By the time Davis graduated from high school, she was ready for a break—from skiing, and from holding out hope that she’d walk again. She headed out to California to attend Stanford University, where she wouldn’t have to think about snow. She pushed skiing out of her mind—that is, until her sophomore year, when she watched her childhood friend and rival Picabo Street compete in the ’92 Winter Olympics on TV. “Seeing her at the Olympics made me want to get back to ski racing,” she says.
Davis spent her remaining college years juggling her studies and trips to Tahoe’s Alpine Meadows to dial in her monoskiing. After graduation, she returned home to “realize every parent’s worst nightmare and go from Stanford to being a ski bum.”
Ditching her plans for med school in favor of skiing full-time paid off.
Having achieved her dream of becoming an Olympian in one way or another, Davis retired from adaptive ski racing, content to focus on her next big adventure: starting a family. She met husband, Jeff Burley, on a Grand Canyon adaptive rafting trip—Burley was a volunteer, Davis a participant. Their daughter Elle soon followed.
Never a fan of downtime, Davis took up handcycling as a way to get in shape after the birth of her daughter. What was meant to be a new hobby soon turned into Davis’ most successful Paralympic bid yet: She went on to compete in the 2012 London Paralympics, where she won three gold medals in the sport.
“I’ve just been so blessed,” says Davis. She uses the word “blessed” often, but it wasn’t just luck or a higher power that made her a successful Paralympian and handed her a seat in the Idaho State Legislature, where she has served in the House of Representatives since being elected in 2018.
“So much of opportunity is what you bring to the table,” admits Davis. “They tell you this in the hospital—that disability doesn’t change a person, it just highlights or magnifies certain personality traits. For me, I think it just magnified my tenacity and stubbornness.”

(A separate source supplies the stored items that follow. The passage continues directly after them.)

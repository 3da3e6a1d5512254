// 🏛️ Column Resolver - Semantic Roles
// Each role maps to at most one concrete column per table, via a fixed priority list.

use crate::error::DashboardError;
use crate::table::Table;
use serde::{Deserialize, Serialize};
use std::fmt;
use std::str::FromStr;

// ============================================================================
// RESOLUTION STRATEGIES
// ============================================================================

/// How a role finds its column.
///
/// Two strategies:
/// - `Exact`: candidates tried in priority order, case-sensitive exact match.
///   First candidate present in the table wins.
/// - `Contains`: first column in the table's natural order whose lowercased
///   name contains any of the patterns.
#[derive(Debug, Clone, Copy, PartialEq, Eq)]
pub enum Strategy {
    Exact(&'static [&'static str]),
    Contains(&'static [&'static str]),
}

impl Strategy {
    /// Find the matching column among `columns`
    pub fn find<'a>(&self, columns: &'a [String]) -> Option<&'a str> {
        match self {
            Strategy::Exact(candidates) => candidates
                .iter()
                .find_map(|cand| columns.iter().find(|c| c.as_str() == *cand))
                .map(String::as_str),
            Strategy::Contains(patterns) => columns
                .iter()
                .find(|c| {
                    let lower = c.to_lowercase();
                    patterns.iter().any(|p| lower.contains(*p))
                })
                .map(String::as_str),
        }
    }
}

// ============================================================================
// ROLES
// ============================================================================

const CITY: &[&str] = &["Location", "City", "location", "city"];
const PROVIDER_NAME: &[&str] = &["Name", "Provider", "name", "provider"];
const FOOD_TYPE: &[&str] = &["Food_Type", "Food_Name", "FoodType", "food_name", "food_type"];

// Substring patterns are stored lowercase
const QUANTITY: &[&str] = &["quantity", "total_food", "total"];
const QUANTITY_ONLY: &[&str] = &["quantity"];
const CLAIM_COUNT: &[&str] = &["claim"];
const CLAIM_OR_COUNT: &[&str] = &["claim", "count"];
const CHART_LABEL: &[&str] = &["name", "food", "location"];
const NAME_LABEL: &[&str] = &["name"];
const FOOD_LABEL: &[&str] = &["food"];
const CONTRIBUTION_VALUE: &[&str] = &["total", "quantity", "count"];
const CONTRIBUTION_NAME: &[&str] = &["provider", "type"];

/// Role - an abstract filter/metric dimension, independent of any source schema
#[derive(Debug, Clone, Copy, PartialEq, Eq, Hash, PartialOrd, Ord, Serialize, Deserialize)]
#[serde(rename_all = "snake_case")]
pub enum Role {
    City,
    ProviderName,
    FoodType,
    Quantity,
    ClaimedQuantity,
    ClaimCount,
    ClaimOrCount,
    ChartLabel,
    NameLabel,
    FoodLabel,
    ContributionValue,
    ContributionName,
}

impl Role {
    pub const ALL: [Role; 12] = [
        Role::City,
        Role::ProviderName,
        Role::FoodType,
        Role::Quantity,
        Role::ClaimedQuantity,
        Role::ClaimCount,
        Role::ClaimOrCount,
        Role::ChartLabel,
        Role::NameLabel,
        Role::FoodLabel,
        Role::ContributionValue,
        Role::ContributionName,
    ];

    /// Roles offered as global filters
    pub const FILTERS: [Role; 3] = [Role::City, Role::ProviderName, Role::FoodType];

    /// Human-readable name for display
    pub fn name(&self) -> &str {
        match self {
            Role::City => "City",
            Role::ProviderName => "Provider",
            Role::FoodType => "Food Type",
            Role::Quantity => "Quantity",
            Role::ClaimedQuantity => "Claimed Quantity",
            Role::ClaimCount => "Claims",
            Role::ClaimOrCount => "Claims / Count",
            Role::ChartLabel => "Label",
            Role::NameLabel => "Name",
            Role::FoodLabel => "Food",
            Role::ContributionValue => "Contribution",
            Role::ContributionName => "Provider Type",
        }
    }

    /// Short code used on the command line and in the API
    pub fn code(&self) -> &str {
        match self {
            Role::City => "city",
            Role::ProviderName => "provider",
            Role::FoodType => "food",
            Role::Quantity => "quantity",
            Role::ClaimedQuantity => "claimed_quantity",
            Role::ClaimCount => "claims",
            Role::ClaimOrCount => "claims_or_count",
            Role::ChartLabel => "label",
            Role::NameLabel => "name",
            Role::FoodLabel => "food_label",
            Role::ContributionValue => "contribution",
            Role::ContributionName => "provider_type",
        }
    }

    pub fn strategy(&self) -> Strategy {
        match self {
            Role::City => Strategy::Exact(CITY),
            Role::ProviderName => Strategy::Exact(PROVIDER_NAME),
            Role::FoodType => Strategy::Exact(FOOD_TYPE),
            Role::Quantity => Strategy::Contains(QUANTITY),
            Role::ClaimedQuantity => Strategy::Contains(QUANTITY_ONLY),
            Role::ClaimCount => Strategy::Contains(CLAIM_COUNT),
            Role::ClaimOrCount => Strategy::Contains(CLAIM_OR_COUNT),
            Role::ChartLabel => Strategy::Contains(CHART_LABEL),
            Role::NameLabel => Strategy::Contains(NAME_LABEL),
            Role::FoodLabel => Strategy::Contains(FOOD_LABEL),
            Role::ContributionValue => Strategy::Contains(CONTRIBUTION_VALUE),
            Role::ContributionName => Strategy::Contains(CONTRIBUTION_NAME),
        }
    }
}

impl fmt::Display for Role {
    fn fmt(&self, f: &mut fmt::Formatter<'_>) -> fmt::Result {
        f.write_str(self.code())
    }
}

impl FromStr for Role {
    type Err = DashboardError;

    fn from_str(s: &str) -> Result<Self, Self::Err> {
        let wanted = s.trim().to_lowercase();
        Role::ALL
            .iter()
            .copied()
            .find(|r| r.code() == wanted)
            .ok_or_else(|| DashboardError::UnknownRole(s.to_string()))
    }
}

// ============================================================================
// RESOLUTION
// ============================================================================

/// Resolve a role to a column of `table`, or `None` when the table lacks it
pub fn resolve(table: &Table, role: Role) -> Option<&str> {
    role.strategy().find(table.columns())
}

/// Resolve a label role, falling back to the first column
pub fn resolve_label(table: &Table, role: Role) -> Option<&str> {
    resolve(table, role).or_else(|| table.columns().first().map(String::as_str))
}

// ============================================================================
// TESTS
// ============================================================================
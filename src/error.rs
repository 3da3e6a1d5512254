// ⚠️ Error taxonomy for the dashboard core
// Only editing, lookup and I/O plumbing can fail. Filtering and aggregation are total.

use thiserror::Error;
use uuid::Uuid;

#[derive(Error, Debug)]
pub enum DashboardError {
    #[error("Unknown query key: {0}")]
    UnknownQuery(String),

    #[error("Unknown session: {0}")]
    UnknownSession(Uuid),

    #[error("Unknown role: {0}")]
    UnknownRole(String),

    #[error("Row {row} out of range (table has {len} rows)")]
    RowOutOfRange { row: usize, len: usize },

    #[error("Column not found: {0}")]
    ColumnNotFound(String),

    #[error("IO error: {0}")]
    Io(#[from] std::io::Error),

    #[error("CSV error: {0}")]
    Csv(#[from] csv::Error),

    #[error("JSON error: {0}")]
    Json(#[from] serde_json::Error),
}

pub type Result<T> = std::result::Result<T, DashboardError>;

“Frankly, I wouldn’t trade anything,” Davis continues. “Who knows, maybe I would have been an Olympian if the accident didn’t happen, maybe not. But I am a Paralympic gold medalist. I’ve been able to have a daughter and a husband. I’ve traveled around the world, I’ve climbed to the top of mountains and dived to the bottom of the sea. My life isn’t any different—I’m still the person that I think I was born to be.”